Exercise description: State, as a number alone, how many lines of the data contain the string "lock".

......

impl Cache {
    pub fn open(path: &Path, config: ConfigHandle) -> Result<Self, EngineError> {
        Ok(Self {
            mem: StdMutex::new(MemTier {
                entries: LruCache::unbounded(),
                bytes: 0,
            }),
            store: DurableStore::open(path)?,
            inflight: AsyncMutex::new(HashMap::new()),
            config,
        })
    }

    #[cfg(test)]
    pub fn open_in_memory(config: ConfigHandle) -> Result<Self, EngineError> {
        Ok(Self {
            mem: StdMutex::new(MemTier {
                entries: LruCache::unbounded(),
                bytes: 0,
            }),
            store: DurableStore::open_in_memory()?,
            inflight: AsyncMutex::new(HashMap::new()),
            config,
        })
    }

    fn is_fresh(&self, created_at: DateTime<Utc>) -> bool {
        let ttl = self.config.current().cache_ttl();
        let age = Utc::now().signed_duration_since(created_at);
        age.to_std().map(|age| age <= ttl).unwrap_or(true)
    }

    /// Look up a fingerprint across both tiers. Expired entries read as
    /// misses and are deleted on the way out.
    pub fn get(&self, fingerprint: &str) -> Result<Option<CacheEntry>, EngineError> {
        {
            let mut mem = self.mem.lock().expect("cache mem lock poisoned");
            if let Some(entry) = mem.entries.get(fingerprint).cloned() {
                if self.is_fresh(entry.created_at) {
                    return Ok(Some(entry));
                }
                mem.remove(fingerprint);
            }
        }

        match self.store.get(fingerprint)? {
            Lookup::Hit(entry) => {
                if !self.is_fresh(entry.created_at) {
                    debug!(fingerprint, "cache entry expired; evicting");
                    self.store.delete(fingerprint)?;
                    return Ok(None);
                }
                let budget = self.config.current().storage.max_cache_size;
                self.mem
                    .lock()
                    .expect("cache mem lock poisoned")
                    .insert(entry.clone(), budget);
                Ok(Some(entry))
            }
            Lookup::Corrupt => Ok(None),
            Lookup::Miss => Ok(None),
        }
    }

    /// Idempotent write: a later `put` for an existing fingerprint is
    /// discarded, and a successful put is visible to the next `get` from
    /// any task.
    pub fn put(&self, entry: CacheEntry) -> Result<(), EngineError> {
        self.store.insert(&entry)?;
        let budget = self.config.current().storage.max_cache_size;
        self.mem
            .lock()
            .expect("cache mem lock poisoned")
            .insert(entry, budget);
        Ok(())
    }

    /// Drop a fingerprint from both tiers (force-reprocess path).
    pub fn invalidate(&self, fingerprint: &str) -> Result<(), EngineError> {
        self.mem
            .lock()
            .expect("cache mem lock poisoned")
            .remove(fingerprint);
        self.store.delete(fingerprint)
    }

    /// Non-mutating freshness check for the confirmation-dialog surface.
    pub fn contains_fresh(&self, fingerprint: &str) -> Result<bool, EngineError> {
        {
            let mem = self.mem.lock().expect("cache mem lock poisoned");
            if let Some(entry) = mem.entries.peek(fingerprint) {
                if self.is_fresh(entry.created_at) {
                    return Ok(true);
                }
            }
        }
        Ok(self
            .store
            .contains(fingerprint)?
            .map(|created_at| self.is_fresh(created_at))
            .unwrap_or(false))
    }

    /// Deterministic durable-tier eviction down to `target_bytes`. The
    /// memory tier is cleared afterwards so it cannot resurrect evicted
    /// rows.
    pub fn evict_lru_until(&self, target_bytes: u64) -> Result<usize, EngineError> {
        let evicted = self.store.evict_lru_until(target_bytes)?;
        if evicted > 0 {
            let mut mem = self.mem.lock().expect("cache mem lock poisoned");
            mem.entries.clear();
            mem.bytes = 0;
        }
        Ok(evicted)
    }

    /// Stored bytes in the durable tier.
    pub fn total_bytes(&self) -> Result<u64, EngineError> {
        self.store.total_bytes()
    }

    /// Single-flight compute: at most one producer per fingerprint runs at
    /// any instant; concurrent callers receive the winner's result.
    ///
    /// Does **not** consult the cache first — callers decide whether a
    /// cached entry short-circuits (they skip that lookup on force
    /// reprocess). On success the entry is written to both tiers before
    /// waiters are released.
    pub async fn compute_or_wait<F, Fut>(
        &self,
        fingerprint: &str,
        cancel: &CancellationToken,
        producer: F,
    ) -> FlightResult
    where
        F: FnOnce() -> Fut,
        Fut: Future<Output = Result<Produced, PageFailure>>,
    {
        enum Role {
            Runner(broadcast::Sender<FlightResult>),
            Waiter(broadcast::Receiver<FlightResult>),
        }

        let role = {
            let mut inflight = self.inflight.lock().await;
            match inflight.get(fingerprint) {
                Some(sender) => Role::Waiter(sender.subscribe()),
                None => {
                    let (sender, _) = broadcast::channel(1);
                    inflight.insert(fingerprint.to_string(), sender.clone());
                    Role::Runner(sender)
                }
            }
        };

        match role {
            Role::Waiter(mut receiver) => {
                debug!(fingerprint, "joining in-flight computation");
                tokio::select! {
                    _ = cancel.cancelled() => Err(PageFailure::cancelled(None)),
                    result = receiver.recv() => match result {
                        Ok(outcome) => outcome,
                        Err(_) => Err(PageFailure::new(
                            None,
                            crate::error::ErrorKind::Cancelled,
                            "in-flight producer went away",
                        )),
                    },
                }
            }
            Role::Runner(sender) => {
                let outcome = match producer().await {
                    Ok(produced) => {
                        let entry = CacheEntry {
                            fingerprint: fingerprint.to_string(),
                            kind: produced.kind,
                            bytes: produced.payload_text.len() as u64,
                            payload_text: produced.payload_text,
                            model_id: produced.model_id,
                            created_at: Utc::now(),
                        };
                        if let Err(e) = self.put(entry.clone()) {
                            // The result is still good; only durability
                            // suffered.
                            warn!(fingerprint, error = %e, "cache write failed");
                        }
                        Ok(entry)
                    }
                    Err(failure) => Err(failure),
                };

                self.inflight.lock().await.remove(fingerprint);
                let _ = sender.send(outcome.clone());
                outcome
            }
        }
    }
}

......

Exercise solution: 11